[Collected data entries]
- - - -

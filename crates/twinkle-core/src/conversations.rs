//! Conversation Index: the signed-in user's conversations, most recent
//! first, each joined with the counterpart's profile.

use std::collections::HashSet;

use serde::Serialize;
use twinkle_shared::{ConversationId, UserId};
use twinkle_store::{ChangeEvent, Conversation, Database, User};

use crate::error::SubscriptionError;
use crate::session::Session;
use crate::subscription::{LiveQuery, Subscription};

/// A conversation enriched with the other participant's profile.
///
/// `counterpart` is `None` when the profile could not be loaded; the
/// conversation is still listed.
#[derive(Debug, Clone, PartialEq, Eq, Serialize)]
#[serde(rename_all = "camelCase")]
pub struct ConversationView {
    #[serde(flatten)]
    pub conversation: Conversation,
    pub counterpart: Option<User>,
}

pub struct ConversationIndex<'s> {
    session: &'s Session,
}

impl<'s> ConversationIndex<'s> {
    pub(crate) fn new(session: &'s Session) -> Self {
        Self { session }
    }

    /// Identifier of the conversation between `a` and `b`; symmetric.
    pub fn conversation_id(a: &UserId, b: &UserId) -> ConversationId {
        ConversationId::between(a, b)
    }

    /// Live list of the session user's conversations ordered by last
    /// message, newest first.
    pub async fn subscribe(&self) -> Result<Subscription<ConversationView>, SubscriptionError> {
        let query = ConversationsQuery {
            user: self.session.user_id().clone(),
            counterparts: HashSet::new(),
        };
        self.session
            .registry
            .open(&self.session.db, query, self.session.buffer)
    }

    /// Live list of every other user, for starting a new conversation.
    pub async fn list_other_users(&self) -> Result<Subscription<User>, SubscriptionError> {
        let query = OtherUsersQuery {
            excluding: self.session.user_id().clone(),
        };
        self.session
            .registry
            .open(&self.session.db, query, self.session.buffer)
    }
}

struct ConversationsQuery {
    user: UserId,
    /// Profiles shown in the last snapshot; a change to any of them
    /// re-renders the list.
    counterparts: HashSet<UserId>,
}

impl LiveQuery for ConversationsQuery {
    type Item = ConversationView;

    fn is_relevant(&self, change: &ChangeEvent) -> bool {
        match change {
            ChangeEvent::User(id) => self.counterparts.contains(id),
            other => other.touches_conversations_of(&self.user),
        }
    }

    fn load(&mut self, db: &Database) -> twinkle_store::Result<Vec<ConversationView>> {
        let conversations = db.list_conversations_for(&self.user)?;

        self.counterparts.clear();
        let views = conversations
            .into_iter()
            .map(|conversation| {
                let other = conversation.counterpart(&self.user).clone();
                let counterpart = match db.get_user(&other) {
                    Ok(user) => Some(user),
                    Err(e) => {
                        tracing::warn!(
                            conversation = %conversation.id,
                            counterpart = %other,
                            error = %e,
                            "listing conversation without counterpart profile"
                        );
                        None
                    }
                };
                self.counterparts.insert(other);
                ConversationView {
                    conversation,
                    counterpart,
                }
            })
            .collect();

        Ok(views)
    }
}

struct OtherUsersQuery {
    excluding: UserId,
}

impl LiveQuery for OtherUsersQuery {
    type Item = User;

    fn is_relevant(&self, change: &ChangeEvent) -> bool {
        matches!(change, ChangeEvent::User(id) if id != &self.excluding)
    }

    fn load(&mut self, db: &Database) -> twinkle_store::Result<Vec<User>> {
        db.list_users_except(&self.excluding)
    }
}

#[cfg(test)]
mod tests {
    use chrono::{DateTime, Utc};
    use twinkle_shared::MessageId;
    use twinkle_store::Message;

    use super::*;

    fn uid(s: &str) -> UserId {
        UserId::parse(s).unwrap()
    }

    #[test]
    fn test_conversation_id_is_symmetric() {
        let (a, b) = (uid("alice"), uid("bob"));
        assert_eq!(
            ConversationIndex::conversation_id(&a, &b),
            ConversationIndex::conversation_id(&b, &a)
        );
    }

    #[test]
    fn test_missing_counterpart_is_still_listed() {
        let db = Database::open_in_memory().unwrap();
        let alice = User::new(uid("alice"), "a@example.com", "Alice");
        db.create_user(&alice).unwrap();

        // "ghost" never got a profile.
        let msg = Message::new(
            MessageId::new(),
            uid("ghost"),
            "Ghost",
            alice.id.clone(),
            "boo",
            DateTime::<Utc>::from_timestamp_millis(100).unwrap(),
        );
        db.append_message(&msg).unwrap();
        db.record_last_message(&msg).unwrap();

        let mut query = ConversationsQuery {
            user: alice.id.clone(),
            counterparts: HashSet::new(),
        };
        let views = query.load(&db).unwrap();
        assert_eq!(views.len(), 1);
        assert!(views[0].counterpart.is_none());
        assert_eq!(views[0].conversation.unread_count, 1);
    }

    #[test]
    fn test_relevance() {
        let mut query = ConversationsQuery {
            user: uid("alice"),
            counterparts: HashSet::new(),
        };
        query.counterparts.insert(uid("bob"));

        let ab = ConversationId::between(&uid("alice"), &uid("bob"));
        let cd = ConversationId::between(&uid("carol"), &uid("dave"));
        assert!(query.is_relevant(&ChangeEvent::Conversation(ab.clone())));
        assert!(!query.is_relevant(&ChangeEvent::Conversation(cd)));
        assert!(!query.is_relevant(&ChangeEvent::Messages(ab)));
        assert!(query.is_relevant(&ChangeEvent::User(uid("bob"))));
        assert!(!query.is_relevant(&ChangeEvent::User(uid("erin"))));
    }

    #[test]
    fn test_view_serializes_flat() {
        let (a, b) = (uid("alice"), uid("bob"));
        let view = ConversationView {
            conversation: Conversation {
                id: ConversationId::between(&a, &b),
                participant_ids: [a, b.clone()],
                last_message: "hi".into(),
                last_message_timestamp: DateTime::<Utc>::from_timestamp_millis(100).unwrap(),
                unread_count: 2,
            },
            counterpart: Some(User::new(b, "b@example.com", "Bob")),
        };
        let json = serde_json::to_value(&view).unwrap();
        assert_eq!(json["lastMessage"], "hi");
        assert_eq!(json["unreadCount"], 2);
        assert_eq!(json["counterpart"]["displayName"], "Bob");
    }
}
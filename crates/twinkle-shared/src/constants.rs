/// Application name
pub const APP_NAME: &str = "Twinkle";

/// Joins the two sorted participant ids of a conversation
pub const CONVERSATION_ID_SEPARATOR: char = '_';

/// Messages older than this are purged by the maintenance job
pub const MESSAGE_RETENTION_DAYS: i64 = 30;

/// Default interval between maintenance runs (24 hours)
pub const MAINTENANCE_INTERVAL_SECS: u64 = 24 * 60 * 60;

/// Push notification time-to-live in seconds (24 hours)
pub const PUSH_TTL_SECS: u64 = 24 * 60 * 60;

/// Push `data.type` value for a freshly created message
pub const PUSH_TYPE_NEW_MESSAGE: &str = "new_message";

/// Gateway error codes meaning the device token must be forgotten
pub const PUSH_ERROR_INVALID_TOKEN: &str = "messaging/invalid-registration-token";
pub const PUSH_ERROR_UNREGISTERED: &str = "messaging/registration-token-not-registered";

/// Minimum password length accepted at sign-up
pub const MIN_PASSWORD_LEN: usize = 6;

/// Salt size for password hashes in bytes
pub const PASSWORD_SALT_SIZE: usize = 16;

/// Number of BLAKE3 rounds applied when stretching a password
pub const PASSWORD_HASH_ROUNDS: u32 = 10_000;

/// Session token size in bytes (hex encoded on the wire)
pub const SESSION_TOKEN_SIZE: usize = 32;

/// Default capacity of a live subscription queue
pub const DEFAULT_SUBSCRIPTION_BUFFER: usize = 16;

/// Capacity of the store change feed
pub const CHANGE_FEED_CAPACITY: usize = 256;

/// Default HTTP port of the notification service
pub const DEFAULT_NOTIFIER_PORT: u16 = 8080;

/// Key derivation context (BLAKE3)
pub const KDF_CONTEXT_PASSWORD: &str = "twinkle-password-v1";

- - - -

Could you output all of the records above exactly as given?

* [Task response]:
filename crates/twinkle-core/src/conversations.rs
//! Conversation Index: the signed-in user's conversations, most recent
//! first, each joined with the counterpart's profile.

use std::collections::HashSet;

use serde::Serialize;
use twinkle_shared::{ConversationId, UserId};
use twinkle_store::{ChangeEvent, Conversation, Database, User};

use crate::error::SubscriptionError;
use crate::session::Session;
use crate::subscription::{LiveQuery, Subscription};

/// A conversation enriched with the other participant's profile.
///
/// `counterpart` is `None` when the profile could not be loaded; the
/// conversation is still listed.
#[derive(Debug, Clone, PartialEq, Eq, Serialize)]
#[serde(rename_all = "camelCase")]
pub struct ConversationView {
    #[serde(flatten)]
    pub conversation: Conversation,
    pub counterpart: Option<User>,
}

pub struct ConversationIndex<'s> {
    session: &'s Session,
}

impl<'s> ConversationIndex<'s> {
    pub(crate) fn new(session: &'s Session) -> Self {
        Self { session }
    }

    /// Identifier of the conversation between `a` and `b`; symmetric.
    pub fn conversation_id(a: &UserId, b: &UserId) -> ConversationId {
        ConversationId::between(a, b)
    }

    /// Live list of the session user's conversations ordered by last
    /// message, newest first.
    pub async fn subscribe(&self) -> Result<Subscription<ConversationView>, SubscriptionError> {
        let query = ConversationsQuery {
            user: self.session.user_id().clone(),
            counterparts: HashSet::new(),
        };
        self.session
            .registry
            .open(&self.session.db, query, self.session.buffer)
    }

    /// Live list of every other user, for starting a new conversation.
    pub async fn list_other_users(&self) -> Result<Subscription<User>, SubscriptionError> {
        let query = OtherUsersQuery {
            excluding: self.session.user_id().clone(),
        };
        self.session
            .registry
            .open(&self.session.db, query, self.session.buffer)
    }
}

struct ConversationsQuery {
    user: UserId,
    /// Profiles shown in the last snapshot; a change to any of them
    /// re-renders the list.
    counterparts: HashSet<UserId>,
}

impl LiveQuery for ConversationsQuery {
    type Item = ConversationView;

    fn is_relevant(&self, change: &ChangeEvent) -> bool {
        match change {
            ChangeEvent::User(id) => self.counterparts.contains(id),
            other => other.touches_conversations_of(&self.user),
        }
    }

    fn load(&mut self, db: &Database) -> twinkle_store::Result<Vec<ConversationView>> {
        let conversations = db.list_conversations_for(&self.user)?;

        self.counterparts.clear();
        let views = conversations
            .into_iter()
            .map(|conversation| {
                let other = conversation.counterpart(&self.user).clone();
                let counterpart = match db.get_user(&other) {
                    Ok(user) => Some(user),
                    Err(e) => {
                        tracing::warn!(
                            conversation = %conversation.id,
                            counterpart = %other,
                            error = %e,
                            "listing conversation without counterpart profile"
                        );
                        None
                    }
                };
                self.counterparts.insert(other);
                ConversationView {
                    conversation,
                    counterpart,
                }
            })
            .collect();

        Ok(views)
    }
}

struct OtherUsersQuery {
    excluding: UserId,
}

impl LiveQuery for OtherUsersQuery {
    type Item = User;

    fn is_relevant(&self, change: &ChangeEvent) -> bool {
        matches!(change, ChangeEvent::User(id) if id != &self.excluding)
    }

    fn load(&mut self, db: &Database) -> twinkle_store::Result<Vec<User>> {
        db.list_users_except(&self.excluding)
    }
}

#[cfg(test)]
mod tests {
    use chrono::{DateTime, Utc};
    use twinkle_shared::MessageId;
    use twinkle_store::Message;

    use super::*;

    fn uid(s: &str) -> UserId {
        UserId::parse(s).unwrap()
    }

    #[test]
    fn test_conversation_id_is_symmetric() {
        let (a, b) = (uid("alice"), uid("bob"));
        assert_eq!(
            ConversationIndex::conversation_id(&a, &b),
            ConversationIndex::conversation_id(&b, &a)
        );
    }

    #[test]
    fn test_missing_counterpart_is_still_listed() {
        let db = Database::open_in_memory().unwrap();
        let alice = User::new(uid("alice"), "a@example.com", "Alice");
        db.create_user(&alice).unwrap();

        // "ghost" never got a profile.
        let msg = Message::new(
            MessageId::new(),
            uid("ghost"),
            "Ghost",
            alice.id.clone(),
            "boo",
            DateTime::<Utc>::from_timestamp_millis(100).unwrap(),
        );
        db.append_message(&msg).unwrap();
        db.record_last_message(&msg).unwrap();

        let mut query = ConversationsQuery {
            user: alice.id.clone(),
            counterparts: HashSet::new(),
        };
        let views = query.load(&db).unwrap();
        assert_eq!(views.len(), 1);
        assert!(views[0].counterpart.is_none());
        assert_eq!(views[0].conversation.unread_count, 1);
    }

    #[test]
    fn test_relevance() {
        let mut query = ConversationsQuery {
            user: uid("alice"),
            counterparts: HashSet::new(),
        };
        query.counterparts.insert(uid("bob"));

        let ab = ConversationId::between(&uid("alice"), &uid("bob"));
        let cd = ConversationId::between(&uid("carol"), &uid("dave"));
        assert!(query.is_relevant(&ChangeEvent::Conversation(ab.clone())));
        assert!(!query.is_relevant(&ChangeEvent::Conversation(cd)));
        assert!(!query.is_relevant(&ChangeEvent::Messages(ab)));
        assert!(query.is_relevant(&ChangeEvent::User(uid("bob"))));
        assert!(!query.is_relevant(&ChangeEvent::User(uid("erin"))));
    }

    #[test]
    fn test_view_serializes_flat() {
        let (a, b) = (uid("alice"), uid("bob"));
        let view = ConversationView {
            conversation: Conversation {
                id: ConversationId::between(&a, &b),
                participant_ids: [a, b.clone()],
                last_message: "hi".into(),
                last_message_timestamp: DateTime::<Utc>::from_timestamp_millis(100).unwrap(),
                unread_count: 2,
            },
            counterpart: Some(User::new(b, "b@example.com", "Bob")),
        };
        let json = serde_json::to_value(&view).unwrap();
        assert_eq!(json["lastMessage"], "hi");
        assert_eq!(json["unreadCount"], 2);
        assert_eq!(json["counterpart"]["displayName"], "Bob");
    }
}
filename crates/twinkle-shared/src/constants.rs
/// Application name
pub const APP_NAME: &str = "Twinkle";

/// Joins the two sorted participant ids of a conversation
pub const CONVERSATION_ID_SEPARATOR: char = '_';

/// Messages older than this are purged by the maintenance job
pub const MESSAGE_RETENTION_DAYS: i64 = 30;

/// Default interval between maintenance runs (24 hours)
pub const MAINTENANCE_INTERVAL_SECS: u64 = 24 * 60 * 60;

/// Push notification time-to-live in seconds (24 hours)
pub const PUSH_TTL_SECS: u64 = 24 * 60 * 60;

/// Push `data.type` value for a freshly created message
pub const PUSH_TYPE_NEW_MESSAGE: &str = "new_message";

/// Gateway error codes meaning the device token must be forgotten
pub const PUSH_ERROR_INVALID_TOKEN: &str = "messaging/invalid-registration-token";
pub const PUSH_ERROR_UNREGISTERED: &str = "messaging/registration-token-not-registered";

/// Minimum password length accepted at sign-up
pub const MIN_PASSWORD_LEN: usize = 6;

/// Salt size for password hashes in bytes
pub const PASSWORD_SALT_SIZE: usize = 16;

/// Number of BLAKE3 rounds applied when stretching a password
pub const PASSWORD_HASH_ROUNDS: u32 = 10_000;

/// Session token size in bytes (hex encoded on the wire)
pub const SESSION_TOKEN_SIZE: usize = 32;

/// Default capacity of a live subscription queue
pub const DEFAULT_SUBSCRIPTION_BUFFER: usize = 16;

/// Capacity of the store change feed
pub const CHANGE_FEED_CAPACITY: usize = 256;

/// Default HTTP port of the notification service
pub const DEFAULT_NOTIFIER_PORT: u16 = 8080;

/// Key derivation context (BLAKE3)
pub const KDF_CONTEXT_PASSWORD: &str = "twinkle-password-v1";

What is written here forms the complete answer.